Only the lines from the beginning of the data below through the line that contains "fn fmt(&self, f: &mut" should be repeated, exactly as written.

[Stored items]
════════════════

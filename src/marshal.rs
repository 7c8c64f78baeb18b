//! Reading and writing single parameter values.
//!
//! A read hands back the raw bytes the vendor wrote, reinterpreted according
//! to the descriptor's type tag into the closed [`ParamValue`] enum; nothing
//! downstream ever touches an undecoded buffer, and nothing is cached across
//! calls because hardware state can change between reads.
//!
//! Writes are the inverse with a vendor twist: the set call accepts only a
//! 32-bit float regardless of the parameter's logical type, so integer-coded
//! parameters are coerced on the way out and their declared type is used to
//! decode the value on the next read.

use serde::Serialize;
use tracing::debug;

use crate::catalog::{ParamDescriptor, ParamType};
use crate::error::{HvpsError, Result};
use crate::session::Session;
use crate::vendor::RawWord;

/// Well-known channel parameter names.
pub const VSET: &str = "VSet";
pub const ISET: &str = "ISet";
pub const RAMP_UP: &str = "RUp";
pub const RAMP_DOWN: &str = "RDwn";
pub const POWER: &str = "Pw";
pub const STATUS: &str = "Status";

/// Parameters whose logical value is an integer even though the vendor set
/// call only accepts floats.
pub const INT_CODED: [&str; 5] = ["Pon", "Pw", "PDwn", "TripInt", "TripExt"];

/// Whether a parameter takes integer values on the wire.
pub fn is_int_coded(name: &str) -> bool {
    INT_CODED.contains(&name)
}

/// A decoded parameter value. The variant is selected by the descriptor's
/// type tag at the marshaling boundary; downstream code matches exhaustively.
#[derive(Debug, Clone, PartialEq, Serialize)]
pub enum ParamValue {
    Numeric(f32),
    OnOff(u32),
    ChStatus(u32),
    BdStatus(u32),
    Binary(u32),
    Text(String),
    Enum(u32),
}

impl ParamValue {
    pub fn as_f32(&self) -> Option<f32> {
        match self {
            Self::Numeric(v) => Some(*v),
            _ => None,
        }
    }

    pub fn as_bitmask(&self) -> Option<u32> {
        match self {
            Self::OnOff(v) | Self::ChStatus(v) | Self::BdStatus(v) => Some(*v),
            _ => None,
        }
    }
}

impl std::fmt::Display for ParamValue {
    fn fmt(&self, f: &mut std::fmt::Formatter<'_>) -> std::fmt::Result {
        match self {
            Self::Numeric(v) => write!(f, "{v}"),
            Self::OnOff(v) | Self::ChStatus(v) | Self::BdStatus(v) | Self::Binary(v) => {
                write!(f, "{v}")
            }
            Self::Text(s) => f.write_str(s),
            Self::Enum(v) => write!(f, "{v}"),
        }
    }
}

/// Reinterpret a raw value word according to the declared type tag.
fn decode_word(descriptor: &ParamDescriptor, word: &RawWord) -> Result<ParamValue> {
    let quad = word.quad();
    Ok(match descriptor.kind {
        ParamType::Numeric => ParamValue::Numeric(f32::from_ne_bytes(quad)),
        ParamType::OnOff => ParamValue::OnOff(u32::from_ne_bytes(quad)),
        ParamType::ChStatus => ParamValue::ChStatus(u32::from_ne_bytes(quad)),
        ParamType::BdStatus => ParamValue::BdStatus(u32::from_ne_bytes(quad)),
        ParamType::Binary => ParamValue::Binary(u32::from_ne_bytes(quad)),
        ParamType::Enum => ParamValue::Enum(u32::from_ne_bytes(quad)),
        ParamType::Text => {
            let bytes = &word.bytes;
            let end = bytes.iter().position(|&b| b == 0).unwrap_or(bytes.len());
            let text =
                std::str::from_utf8(&bytes[..end]).map_err(|e| HvpsError::DecodeAnomaly {
                    what: format!(
                        "string parameter '{}' is not valid UTF-8: {e}",
                        descriptor.name
                    ),
                })?;
            ParamValue::Text(text.to_string())
        }
    })
}

/// Read one parameter's current value.
pub fn read_parameter(
    session: &Session,
    slot: u16,
    channel: u16,
    descriptor: &ParamDescriptor,
) -> Result<ParamValue> {
    let word = session
        .api()
        .get_ch_param(session.handle(), slot, channel, &descriptor.name)?;
    decode_word(descriptor, &word)
}

/// Write one parameter.
///
/// Callers pass the value as a float; integer-coded parameters should be
/// validated with [`is_int_coded`] before getting here.
pub fn write_parameter(
    session: &Session,
    slot: u16,
    channel: u16,
    name: &str,
    value: f32,
) -> Result<()> {
    debug!(slot, channel, param = name, value, "writing channel parameter");
    session
        .api()
        .set_ch_param(session.handle(), slot, channel, name, value)
}

/// Rename a channel.
///
/// Kept for API completeness: on this hardware family the call reports
/// success but the name does not stick. Control logic must not depend on the
/// rename taking effect.
pub fn set_channel_name(session: &Session, slot: u16, channel: u16, name: &str) -> Result<()> {
    debug!(slot, channel, name, "setting channel name (often ineffective on this family)");
    session
        .api()
        .set_ch_name(session.handle(), slot, channel, name)
}

#[cfg(test)]
mod tests {
    use super::*;
    use crate::vendor::RawWord;

    #[test]
    fn numeric_word_decodes_as_f32() {
        let desc = ParamDescriptor::numeric(VSET);
        let value = decode_word(&desc, &RawWord::from_f32(1500.5)).unwrap();
        assert_eq!(value, ParamValue::Numeric(1500.5));
    }

    #[test]
    fn status_word_decodes_as_bitmask() {
        let desc = ParamDescriptor::new(STATUS, ParamType::ChStatus);
        let value = decode_word(&desc, &RawWord::from_u32(0b101)).unwrap();
        assert_eq!(value.as_bitmask(), Some(0b101));
    }

    #[test]
    fn text_word_decodes_to_first_nul() {
        let desc = ParamDescriptor::new("HVMax", ParamType::Text);
        let value = decode_word(&desc, &RawWord::from_text("3015V")).unwrap();
        assert_eq!(value, ParamValue::Text("3015V".to_string()));
    }

    #[test]
    fn int_coded_set_is_closed() {
        assert!(is_int_coded("Pw"));
        assert!(is_int_coded("TripExt"));
        assert!(!is_int_coded("VSet"));
        assert!(!is_int_coded("RUp"));
    }
}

════════════════

### Answer space:
filename src/marshal.rs
repository 7c8c64f78baeb18b
//! Reading and writing single parameter values.
//!
//! A read hands back the raw bytes the vendor wrote, reinterpreted according
//! to the descriptor's type tag into the closed [`ParamValue`] enum; nothing
//! downstream ever touches an undecoded buffer, and nothing is cached across
//! calls because hardware state can change between reads.
//!
//! Writes are the inverse with a vendor twist: the set call accepts only a
//! 32-bit float regardless of the parameter's logical type, so integer-coded
//! parameters are coerced on the way out and their declared type is used to
//! decode the value on the next read.

use serde::Serialize;
use tracing::debug;

use crate::catalog::{ParamDescriptor, ParamType};
use crate::error::{HvpsError, Result};
use crate::session::Session;
use crate::vendor::RawWord;

/// Well-known channel parameter names.
pub const VSET: &str = "VSet";
pub const ISET: &str = "ISet";
pub const RAMP_UP: &str = "RUp";
pub const RAMP_DOWN: &str = "RDwn";
pub const POWER: &str = "Pw";
pub const STATUS: &str = "Status";

/// Parameters whose logical value is an integer even though the vendor set
/// call only accepts floats.
pub const INT_CODED: [&str; 5] = ["Pon", "Pw", "PDwn", "TripInt", "TripExt"];

/// Whether a parameter takes integer values on the wire.
pub fn is_int_coded(name: &str) -> bool {
    INT_CODED.contains(&name)
}

/// A decoded parameter value. The variant is selected by the descriptor's
/// type tag at the marshaling boundary; downstream code matches exhaustively.
#[derive(Debug, Clone, PartialEq, Serialize)]
pub enum ParamValue {
    Numeric(f32),
    OnOff(u32),
    ChStatus(u32),
    BdStatus(u32),
    Binary(u32),
    Text(String),
    Enum(u32),
}

impl ParamValue {
    pub fn as_f32(&self) -> Option<f32> {
        match self {
            Self::Numeric(v) => Some(*v),
            _ => None,
        }
    }

    pub fn as_bitmask(&self) -> Option<u32> {
        match self {
            Self::OnOff(v) | Self::ChStatus(v) | Self::BdStatus(v) => Some(*v),
            _ => None,
        }
    }
}

impl std::fmt::Display for ParamValue {
    fn fmt(&self, f: &mut std::fmt::Formatter<'_>) -> std::fmt::Result {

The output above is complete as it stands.